Search term "document": copy each line of the data containing it.
---------- Entries provided
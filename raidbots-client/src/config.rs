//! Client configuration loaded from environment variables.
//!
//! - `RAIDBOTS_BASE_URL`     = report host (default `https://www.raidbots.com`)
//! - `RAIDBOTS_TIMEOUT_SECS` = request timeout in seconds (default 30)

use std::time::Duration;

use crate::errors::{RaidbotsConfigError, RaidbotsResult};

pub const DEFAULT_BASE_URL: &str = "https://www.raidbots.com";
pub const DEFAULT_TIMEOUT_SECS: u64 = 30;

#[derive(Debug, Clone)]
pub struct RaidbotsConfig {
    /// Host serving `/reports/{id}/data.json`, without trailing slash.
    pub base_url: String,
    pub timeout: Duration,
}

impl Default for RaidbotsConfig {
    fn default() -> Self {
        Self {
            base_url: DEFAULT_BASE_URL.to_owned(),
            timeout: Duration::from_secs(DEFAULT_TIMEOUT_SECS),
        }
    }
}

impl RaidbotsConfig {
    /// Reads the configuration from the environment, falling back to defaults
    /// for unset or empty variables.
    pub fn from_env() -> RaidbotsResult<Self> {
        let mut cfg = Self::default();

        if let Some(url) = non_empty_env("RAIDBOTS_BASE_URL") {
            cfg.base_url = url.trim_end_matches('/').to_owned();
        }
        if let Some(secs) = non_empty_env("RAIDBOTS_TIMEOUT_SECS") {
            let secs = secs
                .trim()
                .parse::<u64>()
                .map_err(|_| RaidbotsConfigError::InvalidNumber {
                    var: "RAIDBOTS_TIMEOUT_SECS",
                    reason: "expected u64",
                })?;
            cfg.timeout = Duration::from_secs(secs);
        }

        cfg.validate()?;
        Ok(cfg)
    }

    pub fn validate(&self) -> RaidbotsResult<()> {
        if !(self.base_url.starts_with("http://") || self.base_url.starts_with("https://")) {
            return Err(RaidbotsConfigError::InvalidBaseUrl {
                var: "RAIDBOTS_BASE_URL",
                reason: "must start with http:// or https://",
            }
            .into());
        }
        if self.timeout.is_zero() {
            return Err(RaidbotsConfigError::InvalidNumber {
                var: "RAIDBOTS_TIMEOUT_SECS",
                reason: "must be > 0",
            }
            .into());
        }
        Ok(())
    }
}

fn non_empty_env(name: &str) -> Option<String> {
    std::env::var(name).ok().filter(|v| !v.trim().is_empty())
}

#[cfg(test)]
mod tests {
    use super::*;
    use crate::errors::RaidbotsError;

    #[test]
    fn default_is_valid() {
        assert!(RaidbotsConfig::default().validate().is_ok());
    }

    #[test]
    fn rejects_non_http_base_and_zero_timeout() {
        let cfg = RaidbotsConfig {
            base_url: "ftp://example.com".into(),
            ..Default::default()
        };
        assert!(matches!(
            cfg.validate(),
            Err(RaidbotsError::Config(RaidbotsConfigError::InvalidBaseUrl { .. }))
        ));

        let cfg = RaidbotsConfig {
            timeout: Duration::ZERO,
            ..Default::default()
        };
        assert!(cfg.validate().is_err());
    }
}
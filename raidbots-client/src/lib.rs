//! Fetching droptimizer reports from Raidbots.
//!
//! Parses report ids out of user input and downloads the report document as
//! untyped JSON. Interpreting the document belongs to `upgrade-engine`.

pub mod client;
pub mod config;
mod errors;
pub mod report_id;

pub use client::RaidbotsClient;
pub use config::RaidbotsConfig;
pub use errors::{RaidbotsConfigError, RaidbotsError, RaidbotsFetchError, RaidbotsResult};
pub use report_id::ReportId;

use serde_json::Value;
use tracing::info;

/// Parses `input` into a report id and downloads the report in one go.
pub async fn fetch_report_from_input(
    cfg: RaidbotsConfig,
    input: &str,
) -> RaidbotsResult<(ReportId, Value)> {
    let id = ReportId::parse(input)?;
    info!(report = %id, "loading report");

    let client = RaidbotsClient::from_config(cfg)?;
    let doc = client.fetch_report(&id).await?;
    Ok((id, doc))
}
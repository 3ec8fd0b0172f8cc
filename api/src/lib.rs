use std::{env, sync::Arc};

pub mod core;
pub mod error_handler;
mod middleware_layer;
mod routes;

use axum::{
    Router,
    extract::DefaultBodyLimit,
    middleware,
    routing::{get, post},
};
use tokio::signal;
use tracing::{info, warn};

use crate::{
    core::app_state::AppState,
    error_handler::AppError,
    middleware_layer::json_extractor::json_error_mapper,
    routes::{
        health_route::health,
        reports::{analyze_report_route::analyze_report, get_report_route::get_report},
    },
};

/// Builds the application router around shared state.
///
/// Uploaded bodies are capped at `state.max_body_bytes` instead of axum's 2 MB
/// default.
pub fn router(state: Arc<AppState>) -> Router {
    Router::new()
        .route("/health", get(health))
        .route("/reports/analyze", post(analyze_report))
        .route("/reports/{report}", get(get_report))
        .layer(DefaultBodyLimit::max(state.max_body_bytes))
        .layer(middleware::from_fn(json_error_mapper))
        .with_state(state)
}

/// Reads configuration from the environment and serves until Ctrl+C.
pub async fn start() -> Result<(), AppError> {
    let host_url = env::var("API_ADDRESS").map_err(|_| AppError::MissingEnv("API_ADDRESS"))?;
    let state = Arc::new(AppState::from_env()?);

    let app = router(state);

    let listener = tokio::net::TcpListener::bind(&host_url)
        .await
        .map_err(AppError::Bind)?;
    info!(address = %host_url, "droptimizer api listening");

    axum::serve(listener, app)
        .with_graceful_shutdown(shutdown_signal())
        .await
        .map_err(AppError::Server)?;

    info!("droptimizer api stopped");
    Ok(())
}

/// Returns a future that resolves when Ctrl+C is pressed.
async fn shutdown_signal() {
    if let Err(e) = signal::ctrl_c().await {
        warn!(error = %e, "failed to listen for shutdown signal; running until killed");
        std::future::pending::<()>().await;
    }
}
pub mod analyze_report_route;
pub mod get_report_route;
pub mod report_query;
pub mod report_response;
--------------------
#### Output for this task
//! Parses report ids out of user input and downloads the report document as
//! untyped JSON. Interpreting the document belongs to `upgrade-engine`.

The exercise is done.